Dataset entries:
--- START ---

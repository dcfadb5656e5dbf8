//! Round-by-round scanner.
//!
//! # How it works
//!
//! Every round `0..rounds` is read and decoded on its own:
//!
//! 1. decode without erasures;
//! 2. if that fails and a verified hash tree is loaded, decode again with the
//!    rows that fail their leaf hash marked as erasures;
//! 3. a decoded round whose verity-covered rows still fail their hashes is
//!    treated as uncorrectable.
//!
//! Uncorrectable rounds are reported, never written.  Only IO errors abort
//! the scan.
//!
//! ## Progress
//!
//! `scan()` and `repair()` accept an optional callback called after every
//! round with `(rounds_done, total_rounds)`.

use std::path::Path;

use tracing::{debug, info, warn};

use super::{RecoveryQuality, RecoveryReport, RoundHealth, ScannedRound};
use crate::codec::Codec;
use crate::io_stream::ecc::real_rows;
use crate::io_stream::source::BlockSource;
use crate::io_stream::{FecError, FecHandle, Mode, OpenOptions};

pub type ProgressFn<'a> = dyn FnMut(u64, u64) + 'a;

fn run<S, C>(
    handle: &mut FecHandle<S, C>,
    write_back: bool,
    mut progress: Option<&mut ProgressFn<'_>>,
) -> Result<RecoveryReport, FecError>
where
    S: BlockSource,
    C: Codec,
{
    let Some(geometry) = handle.geometry() else {
        debug!("no FEC trailer; nothing to scan");
        return Ok(RecoveryReport::unprotected());
    };

    let mut report = RecoveryReport::unprotected();
    report.total_rounds = geometry.rounds;
    report.repaired = write_back;

    for round in 0..geometry.rounds {
        let mut decoded = handle.decode_round_at(round, false)?;
        if decoded.is_none() && handle.has_tree() {
            decoded = handle.decode_round_at(round, true)?;
        }
        let decoded = decoded.filter(|r| handle.round_matches_tree(r));

        let health = match &decoded {
            None => RoundHealth::Uncorrectable,
            Some(r) if r.is_clean() => RoundHealth::Healthy,
            Some(r) => RoundHealth::Corrected { blocks: r.corrected_row_count(), symbols: r.symbols },
        };
        match &health {
            RoundHealth::Healthy => report.healthy_rounds += 1,
            RoundHealth::Corrected { blocks, symbols } => {
                report.corrected_rounds += 1;
                report.corrected_blocks += *blocks as u64;
                report.corrected_symbols += *symbols as u64;
            }
            RoundHealth::Uncorrectable => {
                report.uncorrectable_rounds += 1;
                warn!(round, "round cannot be recovered");
            }
        }

        if let Some(r) = decoded.as_ref().filter(|r| write_back && !r.is_clean()) {
            handle.write_round(r)?;
        }
        if health != RoundHealth::Healthy {
            let blocks = (0..real_rows(&geometry, round)).map(|i| geometry.block_at(round, i as u64)).collect();
            report.round_log.push(ScannedRound { round, blocks, health });
        }
        if let Some(cb) = progress.as_mut() {
            cb(round + 1, geometry.rounds);
        }
    }

    report.quality = match (report.uncorrectable_rounds, report.corrected_rounds) {
        (0, 0) => RecoveryQuality::Intact,
        (0, _) => RecoveryQuality::Correctable,
        _ => RecoveryQuality::Damaged,
    };
    info!(summary = %report.summary(), "scan finished");
    Ok(report)
}

/// Decodes every round of `handle` without modifying the image.
pub fn scan<S: BlockSource, C: Codec>(
    handle: &mut FecHandle<S, C>,
    progress: Option<&mut ProgressFn<'_>>,
) -> Result<RecoveryReport, FecError> {
    run(handle, false, progress)
}

/// Decodes every round of `handle` and writes corrected rows and parity back.
/// The handle must be read-write.
pub fn repair<S: BlockSource, C: Codec>(
    handle: &mut FecHandle<S, C>,
    progress: Option<&mut ProgressFn<'_>>,
) -> Result<RecoveryReport, FecError> {
    if handle.get_status()?.mode != Mode::ReadWrite {
        return Err(FecError::ContractViolation("repair needs a read-write handle".into()));
    }
    run(handle, true, progress)
}

/// Convenience: open `path` read-only and scan it.
pub fn scan_file<P: AsRef<Path>>(path: P, options: OpenOptions) -> Result<RecoveryReport, FecError> {
    let mut handle = FecHandle::open(path, options.mode(Mode::ReadOnly))?;
    let report = scan(&mut handle, None)?;
    handle.close()?;
    Ok(report)
}

/// Convenience: open `path` read-write and repair it in place.
pub fn repair_file<P: AsRef<Path>>(path: P, options: OpenOptions) -> Result<RecoveryReport, FecError> {
    let mut handle = FecHandle::open(path, options.mode(Mode::ReadWrite))?;
    let report = repair(&mut handle, None)?;
    handle.close()?;
    Ok(report)
}

#[cfg(test)]
mod tests {
    use super::*;
    use crate::io_stream::encoder::{EncodeOptions, FecEncoder};
    use crate::BLOCK_SIZE;
    use std::io::Cursor;

    const BS: usize = BLOCK_SIZE as usize;

    fn image(blocks: usize, roots: u8) -> Vec<u8> {
        let mut data: Vec<u8> = (0..blocks * BS).map(|i| (i % 199) as u8).collect();
        let trailer = FecEncoder::new(EncodeOptions { roots }).unwrap().encode_bytes(&data).unwrap();
        data.extend_from_slice(&trailer);
        data
    }

    #[test]
    fn clean_image_is_intact() {
        let mut h = FecHandle::from_source(Cursor::new(image(600, 4)), OpenOptions::new().roots(4)).unwrap();
        let mut calls = 0u64;
        let mut cb = |done: u64, total: u64| {
            calls += 1;
            assert!(done <= total);
        };
        let report = scan(&mut h, Some(&mut cb)).unwrap();
        assert_eq!(report.quality, RecoveryQuality::Intact);
        assert_eq!(report.total_rounds, 3);
        assert_eq!(report.healthy_rounds, 3);
        assert!(report.round_log.is_empty());
        assert_eq!(calls, 3);
    }

    #[test]
    fn scan_reports_without_writing() {
        let mut bytes = image(100, 4);
        bytes[3 * BS + 7] ^= 0x5a;
        bytes[3 * BS + 8] ^= 0x5a;
        let mut h = FecHandle::from_source(Cursor::new(bytes), OpenOptions::new().roots(4)).unwrap();
        let report = scan(&mut h, None).unwrap();
        assert_eq!(report.quality, RecoveryQuality::Correctable);
        assert_eq!(report.corrected_blocks, 1);
        assert_eq!(report.corrected_symbols, 2);
        assert_eq!(report.round_log[0].health, RoundHealth::Corrected { blocks: 1, symbols: 2 });
        assert!(!report.repaired);
        assert!(matches!(repair(&mut h, None), Err(FecError::ContractViolation(_))));
    }

    #[test]
    fn repair_restores_data_and_parity() {
        let clean = image(300, 2);
        let mut bytes = clean.clone();
        bytes[10 * BS] ^= 0x01;
        // Parity of round 1, codeword 5.
        let parity_start = 300 * BS;
        bytes[parity_start + 2 * BS + 5 * 2] ^= 0x80;

        let mut source = Cursor::new(bytes);
        {
            let opts = OpenOptions::new().mode(Mode::ReadWrite);
            let mut h = FecHandle::from_source(&mut source, opts).unwrap();
            let report = repair(&mut h, None).unwrap();
            assert_eq!(report.corrected_rounds, 2);
            assert!(report.repaired);
            h.close().unwrap();
        }
        assert!(source.get_ref() == &clean);
    }

    #[test]
    fn hopeless_round_is_damaged() {
        let mut bytes = image(20, 4);
        bytes[..3 * BS].fill(0xff);
        let mut h = FecHandle::from_source(Cursor::new(bytes), OpenOptions::new().roots(4)).unwrap();
        let report = scan(&mut h, None).unwrap();
        assert_eq!(report.quality, RecoveryQuality::Damaged);
        assert_eq!(report.uncorrectable_rounds, 1);
        assert_eq!(report.round_log[0].blocks.len(), 20);
    }

    #[test]
    fn unprotected_image() {
        let mut h = FecHandle::from_source(Cursor::new(vec![0u8; 8 * BS]), OpenOptions::new()).unwrap();
        let report = scan(&mut h, None).unwrap();
        assert_eq!(report.quality, RecoveryQuality::Unprotected);
        assert!(report.to_json().unwrap().contains("\"unprotected\""));
    }
}
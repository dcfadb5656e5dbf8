//! High-level [`ImageBuilder`] API: turns a block-aligned data image into a
//! verity + FEC protected image.
//!
//! ```no_run
//! use verity_fec::image::{ImageBuilder, ImageOptions};
//! use verity_fec::io_stream::{FecHandle, OpenOptions};
//!
//! let built = ImageBuilder::new(ImageOptions::default())?.build_file("system.img")?;
//! println!("root {}", built.root_digest);
//!
//! let mut image = FecHandle::open("system.img", OpenOptions::default())?;
//! assert!(image.get_verity_metadata()?.is_present());
//! # Ok::<(), Box<dyn std::error::Error>>(())
//! ```
//!
//! # Layout
//!
//! | Region | Offset | Size |
//! |--------|--------|------|
//! | data | 0 | `data_size` |
//! | verity metadata | `data_size` | 32 KiB |
//! | hash tree | `data_size + 32 KiB` | `tree_size(data_size)` |
//! | FEC parity | end of hash tree | `rounds * roots * 4096` |
//! | FEC header block | end of parity | 4096 |
//!
//! The FEC parity protects everything before it, metadata and tree included.

use std::fs::OpenOptions as FsOpenOptions;
use std::path::Path;

use serde::Serialize;
use sha2::Sha256;
use tracing::{debug, info};

use crate::codec::get_codec;
use crate::hashtree::{HashTreeBuilder, HashTreeError};
use crate::interleave::fec_trailer_size;
use crate::io_stream::encoder::{EncodeOptions, FecEncoder};
use crate::io_stream::source::BlockSource;
use crate::io_stream::FecError;
use crate::verity::table::VERITY_DIGEST_SIZE;
use crate::verity::{build_metadata, VerityTable, RSA_SIGNATURE_SIZE, VERITY_METADATA_SIZE};
use crate::{BLOCK_SIZE, DEFAULT_ROOTS};

/// Blocks hashed per read while building the tree.
const CHUNK_BLOCKS: usize = 64;

// ── ImageOptions ──────────────────────────────────────────────────────────────

/// Configuration for [`ImageBuilder`].
#[derive(Debug, Clone)]
pub struct ImageOptions {
    pub roots:       u8,
    pub salt:        [u8; VERITY_DIGEST_SIZE],
    /// Device names written into the verity table.
    pub data_device: String,
    pub hash_device: String,
    /// Signature over the table, produced out of band.
    pub signature:   Option<[u8; RSA_SIGNATURE_SIZE]>,
    /// Write the metadata with the disable magic.
    pub disabled:    bool,
}

impl Default for ImageOptions {
    fn default() -> Self {
        Self {
            roots:       DEFAULT_ROOTS,
            salt:        [0u8; VERITY_DIGEST_SIZE],
            data_device: "/dev/block/data".into(),
            hash_device: "/dev/block/data".into(),
            signature:   None,
            disabled:    false,
        }
    }
}

// ── ImageLayout ───────────────────────────────────────────────────────────────

#[derive(Debug, Clone, Copy, PartialEq, Eq, Serialize)]
pub struct ImageLayout {
    pub data_size:       u64,
    pub metadata_offset: u64,
    pub hash_offset:     u64,
    pub hash_size:       u64,
    /// Start of the FEC parity; also the FEC-protected size.
    pub fec_offset:      u64,
    /// Parity plus header block.
    pub fec_size:        u64,
    pub total_size:      u64,
}

/// Result of a successful build.
#[derive(Debug, Clone, Serialize)]
pub struct BuiltImage {
    pub layout:      ImageLayout,
    pub root_digest: String,
    pub table:       String,
}

// ── ImageBuilder ──────────────────────────────────────────────────────────────

pub struct ImageBuilder {
    options: ImageOptions,
}

impl ImageBuilder {
    pub fn new(options: ImageOptions) -> Result<Self, FecError> {
        get_codec(options.roots)?;
        Ok(Self { options })
    }

    pub fn options(&self) -> &ImageOptions {
        &self.options
    }

    /// Where every region of the finished image goes for `data_size` bytes of
    /// data.
    pub fn layout(&self, data_size: u64) -> Result<ImageLayout, FecError> {
        if data_size == 0 || data_size % BLOCK_SIZE != 0 {
            return Err(FecError::ContractViolation(format!(
                "data size {data_size} is not a non-zero multiple of {BLOCK_SIZE}"
            )));
        }
        let hash_size = HashTreeBuilder::<Sha256>::new(BLOCK_SIZE as usize)?.calculate_size(data_size);
        let metadata_offset = data_size;
        let hash_offset = metadata_offset + VERITY_METADATA_SIZE;
        let fec_offset = hash_offset + hash_size;
        let fec_size = fec_trailer_size(fec_offset, self.options.roots)?;
        Ok(ImageLayout {
            data_size,
            metadata_offset,
            hash_offset,
            hash_size,
            fec_offset,
            fec_size,
            total_size: fec_offset + fec_size,
        })
    }

    /// Appends metadata, hash tree and FEC trailer to the data already in
    /// `target`.
    pub fn build<S: BlockSource + ?Sized>(&self, target: &mut S) -> Result<BuiltImage, FecError> {
        let layout = self.layout(target.size()?)?;
        let bs = BLOCK_SIZE as usize;

        let mut tree = HashTreeBuilder::<Sha256>::new(bs)?;
        tree.initialize(layout.data_size, &self.options.salt)?;
        let mut chunk = vec![0u8; CHUNK_BLOCKS * bs];
        let mut offset = 0u64;
        while offset < layout.data_size {
            let n = (layout.data_size - offset).min(chunk.len() as u64) as usize;
            target.read_exact_at(&mut chunk[..n], offset)?;
            if chunk[..n].iter().all(|&b| b == 0) {
                tree.update_zeroes(n as u64)?;
            } else {
                tree.update(&chunk[..n])?;
            }
            offset += n as u64;
        }
        tree.build()?;

        let mut root_digest = [0u8; VERITY_DIGEST_SIZE];
        root_digest.copy_from_slice(tree.root_hash().ok_or(HashTreeError::NotBuilt)?);
        let table = VerityTable {
            data_device: self.options.data_device.clone(),
            hash_device: self.options.hash_device.clone(),
            data_blocks: layout.data_size / BLOCK_SIZE,
            hash_start_block: layout.hash_offset / BLOCK_SIZE,
            root_digest,
            salt: self.options.salt.to_vec(),
            extra: Vec::new(),
        };

        let metadata = build_metadata(&table, self.options.signature.as_ref(), self.options.disabled)?;
        target.write_all_at(&metadata, layout.metadata_offset)?;
        target.write_all_at(&tree.tree_bytes()?, layout.hash_offset)?;
        debug!(hash_offset = layout.hash_offset, hash_size = layout.hash_size, "wrote verity metadata and hash tree");

        let encoder = FecEncoder::new(EncodeOptions { roots: self.options.roots })?;
        encoder.append_trailer(target)?;

        let built = BuiltImage { layout, root_digest: hex::encode(root_digest), table: table.to_string() };
        info!(total = layout.total_size, root = %built.root_digest, "built protected image");
        Ok(built)
    }

    /// Builds the image at `path` in place.
    pub fn build_file<P: AsRef<Path>>(&self, path: P) -> Result<BuiltImage, FecError> {
        let mut file = FsOpenOptions::new().read(true).write(true).open(path)?;
        self.build(&mut file)
    }
}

--- END ---

— Work order —
Nothing but an exact copy of the lines from the first one above through the line holding "RoundHealth::Healthy => report.healthy_rounds" should be returned.

— Answer section —
repository dcfadb5656e5dbf8
//! Round-by-round scanner.
//!
//! # How it works
//!
//! Every round `0..rounds` is read and decoded on its own:
//!
//! 1. decode without erasures;
//! 2. if that fails and a verified hash tree is loaded, decode again with the
//!    rows that fail their leaf hash marked as erasures;
//! 3. a decoded round whose verity-covered rows still fail their hashes is
//!    treated as uncorrectable.
//!
//! Uncorrectable rounds are reported, never written.  Only IO errors abort
//! the scan.
//!
//! ## Progress
//!
//! `scan()` and `repair()` accept an optional callback called after every
//! round with `(rounds_done, total_rounds)`.

use std::path::Path;

use tracing::{debug, info, warn};

use super::{RecoveryQuality, RecoveryReport, RoundHealth, ScannedRound};
use crate::codec::Codec;
use crate::io_stream::ecc::real_rows;
use crate::io_stream::source::BlockSource;
use crate::io_stream::{FecError, FecHandle, Mode, OpenOptions};

pub type ProgressFn<'a> = dyn FnMut(u64, u64) + 'a;

fn run<S, C>(
    handle: &mut FecHandle<S, C>,
    write_back: bool,
    mut progress: Option<&mut ProgressFn<'_>>,
) -> Result<RecoveryReport, FecError>
where
    S: BlockSource,
    C: Codec,
{
    let Some(geometry) = handle.geometry() else {
        debug!("no FEC trailer; nothing to scan");
        return Ok(RecoveryReport::unprotected());
    };

    let mut report = RecoveryReport::unprotected();
    report.total_rounds = geometry.rounds;
    report.repaired = write_back;

    for round in 0..geometry.rounds {
        let mut decoded = handle.decode_round_at(round, false)?;
        if decoded.is_none() && handle.has_tree() {
            decoded = handle.decode_round_at(round, true)?;
        }
        let decoded = decoded.filter(|r| handle.round_matches_tree(r));

        let health = match &decoded {
            None => RoundHealth::Uncorrectable,
            Some(r) if r.is_clean() => RoundHealth::Healthy,
            Some(r) => RoundHealth::Corrected { blocks: r.corrected_row_count(), symbols: r.symbols },
        };
        match &health {
            RoundHealth::Healthy => report.healthy_rounds += 1,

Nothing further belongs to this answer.